Il cellulare, la motocicletta, lo uaz o il camioncino sono elementi estranei a queste terre ma non contrapposti perché ormai assimilati da chi vive in villaggi sperduti o nelle gher circostanti. Servono per comunicare e per spostarsi.
Non c’è in Tulga alcuna nostalgia della vita nella steppa – che tra l’altro è durissima – bensì una timida consapevolezza che questa esperienza sia un’occasione per fermarsi, pensare, guardare in se stesso, crescere e avere relazioni autentiche come quella con il piccolo, ma già grande Tuntuulei. Nel silenzio svuotato di voci umane, nel silenzio riempito dal suono ululante del vento e battente della pioggia, del frinire o del galoppo dei cavalli, e dal ronzio degli insetti, l’uomo può ascoltare se stesso in profondità e senza infingimenti quasi sempre autoassolutori.
La grande finezza di questo film, che forse non si vede a prima vista, ma c’è (eccome se c’è!), è nella crescita indubbia che l’incontro tra Tulga e Tuntuulei smuove in entrambi: il bambino conoscerà finalmente la gioia e il calore di avere una figura paterna con cui giocare, battagliare e parlare; l’adulto, non più concentrato sulla sua condizione di figlio “illegittimo” e disamato, conoscerà la responsabilità e il sentimento profondo che abitano nei cuori dei padri, crescendo interiormente e sbrogliando infine quel nodo che lo irretiva in una sofferta immaturità. Perché, sì, l’amore, quando è vero, fa crescere. Eccome se fa crescere! E qui lo spettatore si ricorda del messaggio vocale lasciato dalla sua fidanzata sul suo cellulare, all’inizio del film, in cui lo informa di avere già un figlio, di cui non gli aveva mai parlato prima. Ora sì che è pronto a fare il padre di un bambino “biologicamente” non suo.
«Gli uomini non piangono, Tuntuulei, e tu sei quasi un uomo adesso» dice Tulga al bambino piangente in una scena toccante. Eppure gli uomini piangono; piangono come Tulga, nel camioncino, anche se quelle lacrime vengono orgogliosamente e frettolosamente nascoste ai suoi accompagnatori.

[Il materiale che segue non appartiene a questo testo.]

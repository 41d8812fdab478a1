// File: crates/scope-core/src/interaction.rs
// Summary: Scroll/drag gesture state for the selected trace (scale levels and offsets).

use crate::error::{Result, ScopeError};
use crate::geometry::Point;
use crate::trace::Trace;
use crate::types::SCROLL_TIMEOUT_MS;

#[derive(Clone, Copy, Debug, PartialEq, Eq)]
pub enum ScrollDirection {
    Up,
    Down,
    Left,
    Right,
}

/// Pointer button number; 1 is the primary button.
pub type Button = u32;
pub const PRIMARY_BUTTON: Button = 1;

#[derive(Clone, Copy, Debug, PartialEq)]
struct DragOrigin {
    trace_offset: Point,
    pointer: Point,
}

/// Tracks which trace gestures act on, the scroll debounce clock and any drag in progress.
#[derive(Clone, Debug, Default)]
pub struct ScopeController {
    selected: usize,
    last_scroll_ms: Option<u64>,
    drag: Option<DragOrigin>,
}

impl ScopeController {
    pub fn new() -> Self { Self::default() }

    pub fn selected(&self) -> usize { self.selected }

    pub fn is_dragging(&self) -> bool { self.drag.is_some() }

    pub fn select(&mut self, index: usize, traces: &[Trace]) -> Result<()> {
        if index >= traces.len() {
            return Err(ScopeError::TraceIndexOutOfRange { index, len: traces.len() });
        }
        self.selected = index;
        self.drag = None;
        Ok(())
    }

    /// Apply a scroll step unless it arrives within the debounce window of
    /// the last accepted one. Returns whether the event was applied.
    ///
    /// Vertical scrolls rescale the selected trace's y axis; horizontal
    /// scrolls set every trace's x level from the selected trace's level.
    pub fn scroll(&mut self, direction: ScrollDirection, time_ms: u64, traces: &mut [Trace]) -> bool {
        if let Some(last) = self.last_scroll_ms {
            if time_ms.saturating_sub(last) <= SCROLL_TIMEOUT_MS {
                return false;
            }
        }
        let Some(sel) = traces.get_mut(self.selected) else {
            log::warn!("scroll ignored: no trace at index {}", self.selected);
            return false;
        };
        match direction {
            ScrollDirection::Up => sel.scale_y = sel.scale_y.up(),
            ScrollDirection::Down => sel.scale_y = sel.scale_y.down(),
            ScrollDirection::Left | ScrollDirection::Right => {
                let level = if direction == ScrollDirection::Left {
                    sel.scale_x.up()
                } else {
                    sel.scale_x.down()
                };
                for t in traces.iter_mut() {
                    t.scale_x = level;
                }
            }
        }
        self.last_scroll_ms = Some(time_ms);
        log::debug!("scroll {:?} accepted at {} ms", direction, time_ms);
        true
    }

    pub fn button_press(&mut self, button: Button, pointer: Point, traces: &[Trace]) {
        if button != PRIMARY_BUTTON {
            return;
        }
        if let Some(sel) = traces.get(self.selected) {
            self.drag = Some(DragOrigin { trace_offset: sel.offset, pointer });
        }
    }

    /// Move the selected trace with the pointer while a drag is active.
    /// Returns whether a trace moved.
    pub fn motion(&mut self, pointer: Point, traces: &mut [Trace]) -> bool {
        let Some(origin) = self.drag else { return false };
        match traces.get_mut(self.selected) {
            Some(sel) => {
                sel.offset = origin.trace_offset + (pointer - origin.pointer);
                true
            }
            None => false,
        }
    }

    pub fn button_release(&mut self, button: Button) {
        if button == PRIMARY_BUTTON {
            self.drag = None;
        }
    }
}
// File: crates/scope-core/src/grid.rs
// Summary: Graticule layout: major gridlines, halfway ticks and minor ticks centered on (0, 0).

use crate::error::{Result, ScopeError};
use crate::geometry::LineSegment;

/// Minor ticks per major cell (the halfway tick takes the middle slot).
pub const SUBDIVISIONS: i64 = 10;

/// Upper bound on major gridlines along one axis.
pub const MAX_MAJOR_LINES: u32 = 10_000;

#[derive(Clone, Copy, Debug, PartialEq)]
pub struct GridSpec {
    pub width: f64,
    pub height: f64,
    pub major_spacing: f64,
}

impl GridSpec {
    pub fn new(width: f64, height: f64, major_spacing: f64) -> Result<Self> {
        let spec = Self { width, height, major_spacing };
        spec.validate()?;
        Ok(spec)
    }

    pub fn validate(&self) -> Result<()> {
        if !(self.major_spacing.is_finite() && self.major_spacing > 0.0) {
            return Err(ScopeError::InvalidSpacing(self.major_spacing));
        }
        let ok = |v: f64| v.is_finite() && v >= 0.0;
        if !ok(self.width) || !ok(self.height) {
            return Err(ScopeError::InvalidDimensions { width: self.width, height: self.height });
        }
        // Checked in f64 before any index cast or allocation.
        let per_axis = 2.0 * (0.5 * self.width.max(self.height) / self.major_spacing).ceil() + 1.0;
        if per_axis > MAX_MAJOR_LINES as f64 {
            return Err(ScopeError::TooManyLines { per_axis, limit: MAX_MAJOR_LINES });
        }
        Ok(())
    }
}

/// Tick lengths in pixels, measured from the axis.
#[derive(Clone, Copy, Debug, PartialEq)]
pub struct TickLengths {
    pub halfway: f64,
    pub minor: f64,
}

impl TickLengths {
    pub fn validate(&self) -> Result<()> {
        let ok = self.halfway.is_finite()
            && self.minor.is_finite()
            && self.minor >= 0.0
            && self.minor < self.halfway;
        if ok {
            Ok(())
        } else {
            Err(ScopeError::InvalidTickLengths { halfway: self.halfway, minor: self.minor })
        }
    }
}

impl Default for TickLengths {
    fn default() -> Self {
        Self { halfway: 8.0, minor: 4.0 }
    }
}

#[derive(Clone, Copy, Debug, PartialEq, Eq, Hash)]
pub enum GridLineKind {
    /// Full-length gridline across the drawable.
    Major,
    /// Tick at the middle of a major cell.
    Halfway,
    Minor,
}

#[derive(Clone, Copy, Debug, PartialEq, Eq, Hash)]
pub enum Orientation {
    Vertical,
    Horizontal,
}

#[derive(Clone, Copy, Debug, PartialEq)]
pub struct GridLine {
    pub kind: GridLineKind,
    pub orientation: Orientation,
    pub segment: LineSegment,
}

/// Plain segments of a centered graticule. Rejects non-positive spacing.
pub fn compute_grid(width: f64, height: f64, major_spacing: f64) -> Result<Vec<LineSegment>> {
    let spec = GridSpec::new(width, height, major_spacing)?;
    Ok(grid_lines(&spec, &TickLengths::default())?
        .into_iter()
        .map(|l| l.segment)
        .collect())
}

/// Tagged graticule lines: all vertical lines first, then horizontal ones.
/// Each major line is followed by the halfway tick and minor ticks of the
/// cell to its right (or below it, for horizontal lines).
pub fn grid_lines(spec: &GridSpec, ticks: &TickLengths) -> Result<Vec<GridLine>> {
    spec.validate()?;
    ticks.validate()?;

    let half_w = 0.5 * spec.width;
    let half_h = 0.5 * spec.height;
    let (v_first, v_last) = major_index_range(half_w, spec.major_spacing);
    let (h_first, h_last) = major_index_range(half_h, spec.major_spacing);

    let cells = (v_last - v_first + 1) + (h_last - h_first + 1);
    let mut out = Vec::with_capacity((cells.max(0) as usize) * SUBDIVISIONS as usize);

    let at = |n: i64| n as f64 * spec.major_spacing / SUBDIVISIONS as f64;

    for i in v_first..=v_last {
        let base = i * SUBDIVISIONS;
        out.push(GridLine {
            kind: GridLineKind::Major,
            orientation: Orientation::Vertical,
            segment: LineSegment::vline(at(base), -half_h, half_h),
        });
        for k in 1..SUBDIVISIONS {
            let (kind, len) = tick_for(k, ticks);
            out.push(GridLine {
                kind,
                orientation: Orientation::Vertical,
                segment: LineSegment::vline(at(base + k), -len, 0.0),
            });
        }
    }

    for i in h_first..=h_last {
        let base = i * SUBDIVISIONS;
        out.push(GridLine {
            kind: GridLineKind::Major,
            orientation: Orientation::Horizontal,
            segment: LineSegment::hline(at(base), -half_w, half_w),
        });
        for k in 1..SUBDIVISIONS {
            let (kind, len) = tick_for(k, ticks);
            out.push(GridLine {
                kind,
                orientation: Orientation::Horizontal,
                segment: LineSegment::hline(at(base + k), 0.0, len),
            });
        }
    }

    log::debug!(
        "graticule {}x{} spacing {}: {} lines",
        spec.width, spec.height, spec.major_spacing, out.len()
    );
    Ok(out)
}

/// Major line indices `first..=last` for a drawable of half-extent `half`.
/// `first` is the largest multiple of spacing at or below `-half`; the range
/// is mirrored so the set is symmetric about zero.
pub fn major_index_range(half: f64, spacing: f64) -> (i64, i64) {
    // Mirror in f64 so saturating casts cannot overflow on negation.
    let first = (-half / spacing).floor();
    (first as i64, (-first) as i64)
}

fn tick_for(k: i64, ticks: &TickLengths) -> (GridLineKind, f64) {
    if k * 2 == SUBDIVISIONS {
        (GridLineKind::Halfway, ticks.halfway)
    } else {
        (GridLineKind::Minor, ticks.minor)
    }
}
// File: crates/scope-core/src/theme.rs
// Summary: Scope/Light theming for graticule and label rendering colors.

use skia_safe as skia;

use crate::types::Rgba;

#[derive(Clone, Copy, Debug)]
pub struct Theme {
    pub name: &'static str,
    pub background: skia::Color,
    pub gridline: skia::Color,
    pub label_text: skia::Color,
}

impl Theme {
    /// Dark grey screen with faint gridlines.
    pub fn scope() -> Self {
        Self {
            name: "scope",
            background: skia::Color::from_argb(255, 0x28, 0x28, 0x28),
            gridline: skia::Color::from_argb(255, 0x3c, 0x3c, 0x3c),
            label_text: skia::Color::from_argb(255, 0, 0, 0),
        }
    }

    pub fn light() -> Self {
        Self {
            name: "light",
            background: skia::Color::from_argb(255, 250, 250, 252),
            gridline: skia::Color::from_argb(255, 210, 210, 215),
            label_text: skia::Color::from_argb(255, 20, 20, 30),
        }
    }
}

impl Default for Theme {
    fn default() -> Self { Self::scope() }
}

/// Return a list of built-in theme presets.
pub fn presets() -> Vec<Theme> {
    vec![Theme::scope(), Theme::light()]
}

/// Find a theme by its `name`, falling back to scope.
pub fn find(name: &str) -> Theme {
    for t in presets() { if t.name.eq_ignore_ascii_case(name) { return t; } }
    Theme::scope()
}

#[inline]
pub fn to_skia(c: Rgba) -> skia::Color {
    skia::Color::from_argb(c.a, c.r, c.g, c.b)
}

Sono tutti bravissimi gli interpreti di questa delicata opera prima, con quelle incredibili facce cotte dal sole; tutti. Ma Tenuun-Erdene Garamkhand (Tuntuulei) e Amarsaikhan Baljinnyam (Tulga) emergono per naturalezza ed intensità non comuni.
L’ultima luna di settembre è un film genuino, pulito e senza pesantezze che ci permette di vedere la vita nella steppa mongola, con tutta la sua libertà e con tutta la sua durezza – perché l’imponenza di quei paesaggi magnifici non scalfisce di un millimetro la durezza del vivere in quelle lande. Un film che descrive i sentimenti con pudore ed indaga sull’incontro arricchente tra un adulto ed un bambino e, soprattutto, sull’essere genitore (o non essere genitore, indipendentemente dal legame di sangue) con una purezza d’animo e di sguardo che commuove. E commuove profondamente. E con un’asciuttezza nella sceneggiatura, nella recitazione, nelle riprese e nel montaggio che mi ha ricordato l’indimenticabile lezione tutta in sottrazione del grande Robert Bresson. Anche se in più scene, e soprattutto in quelle finali, il rimando a Il monello di Chaplin è più che esplicito.
La figura di Tuntuulei, il bambino sveglissimo e fiero, eppure, allo stesso tempo, tenero, tenerissimo, e bisognoso d’amore come ogni bambino, resterà a lungo nella mia memoria.